That's why I don't get too freaked out anymore if my soap is still zapping after more than a few days have gone by. Actually, I don't even check for zap anymore until a week or 2 after unmolding.


IrishLass


----------



## JustBeachy (Dec 7, 2014)

IrishLass said:


> .............unless you have a stubborn, ornery (or maybe just a 'slow-as-molasses' to react) un-gelled batch of soap such as I have had a few times. Didn't stop zapping until about 5 or 6 days had gone by, wouldn't you know it. lol
> 
> That's why I don't get too freaked out anymore if my soap is still zapping after more than a few days have gone by. Actually, I don't even check for zap anymore until a week or 2 after unmolding.
> 
> ...



That's a good point. I can't say I've ever had one go past 24, but it can happen.


----------



## DeeAnna (Dec 8, 2014)

"...I don't even check for zap anymore until a week or 2 after unmolding...."

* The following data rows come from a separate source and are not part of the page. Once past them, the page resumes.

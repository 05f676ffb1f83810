//! Route table: normalized route → originating content file.

use std::collections::BTreeMap;

use crate::{RouteError, validate_path};

/// File name of per-directory navigation metadata files.
///
/// These live alongside content files in the manifest but are not routable
/// pages; they only carry ordering/labeling hints for the page map.
pub const META_FILE_NAME: &str = "_meta.json";

/// Mapping from normalized route string to the originating file path.
///
/// Routes are `/`-joined slug segments without leading or trailing slash;
/// the root route is the empty string. Derived deterministically from the
/// manifest file list:
///
/// - `"intro.md"` → `"intro"`
/// - `"guide/setup.md"` → `"guide/setup"`
/// - `"index.md"` → `""`
/// - `"guide/index.md"` → `"guide"`
/// - `"_meta.json"` files are skipped (not routes)
#[derive(Clone, Debug, PartialEq, Eq)]
pub struct RouteTable {
    routes: BTreeMap<String, String>,
}

impl RouteTable {
    /// Build a route table from the manifest file list.
    ///
    /// All paths are validated before any route is derived, so a bad
    /// manifest never yields a partial table.
    ///
    /// # Errors
    ///
    /// Returns [`RouteError`] for malformed paths or when two files derive
    /// the same route.
    pub fn build(file_paths: &[String]) -> Result<Self, RouteError> {
        for path in file_paths {
            validate_path(path)?;
        }

        let mut routes = BTreeMap::new();
        for path in file_paths {
            let Some(route) = route_for(path) else {
                continue;
            };
            if let Some(first) = routes.insert(route.clone(), path.clone()) {
                return Err(RouteError::DuplicateRoute {
                    route,
                    first,
                    second: path.clone(),
                });
            }
        }

        Ok(Self { routes })
    }

    /// Resolve a sequence of slug segments to the originating file path.
    ///
    /// Exact lookup only: no partial or fuzzy matching. An empty segment
    /// list resolves to the index route when the manifest has one.
    #[must_use]
    pub fn resolve(&self, segments: &[&str]) -> Option<&str> {
        self.get(&segments.join("/"))
    }

    /// Look up a normalized route string directly.
    #[must_use]
    pub fn get(&self, route: &str) -> Option<&str> {
        self.routes.get(route).map(String::as_str)
    }

    /// Number of routes in the table.
    #[must_use]
    pub fn len(&self) -> usize {
        self.routes.len()
    }

    /// True if the table has no routes.
    #[must_use]
    pub fn is_empty(&self) -> bool {
        self.routes.is_empty()
    }

    /// Iterate over `(route, file path)` pairs.
    pub fn iter(&self) -> impl Iterator<Item = (&str, &str)> {
        self.routes
            .iter()
            .map(|(route, path)| (route.as_str(), path.as_str()))
    }

    /// Enumerate every known route as a slug-segment sequence.
    ///
    /// One entry per route, exhaustive and duplicate-free; the root route
    /// yields an empty sequence. Consumed by the host's pre-render step.
    #[must_use]
    pub fn static_routes(&self) -> Vec<Vec<String>> {
        self.routes
            .keys()
            .map(|route| {
                route
                    .split('/')
                    .filter(|segment| !segment.is_empty())
                    .map(str::to_owned)
                    .collect()
            })
            .collect()
    }
}

/// Derive the route for a content file path, or `None` for metadata files.
pub(crate) fn route_for(path: &str) -> Option<String> {
    let file_name = path.rsplit('/').next().unwrap_or(path);
    if file_name == META_FILE_NAME {
        return None;
    }

    let without_ext = path
        .strip_suffix(".mdx")
        .or_else(|| path.strip_suffix(".md"))
        .unwrap_or(path);

    if without_ext == "index" {
        return Some(String::new());
    }
    if let Some(dir) = without_ext.strip_suffix("/index") {
        return Some(dir.to_owned());
    }
    Some(without_ext.to_owned())
}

After intentionally making soap with 40% lye excess and finding it didn't zap after a few weeks of cure, I stopped worrying about zappity-ness. I test, yes, because I'm not interested in washing with a zappy soap, but I don't get too worried if one of my soap stays zappy a little longer than usual (most don't, but it sometimes happens); I just give it more time.


----------



## shunt2011 (Dec 8, 2014)

I too ususally only get to emulsification most times.  Especially if I want to do some other techniques with it.


----------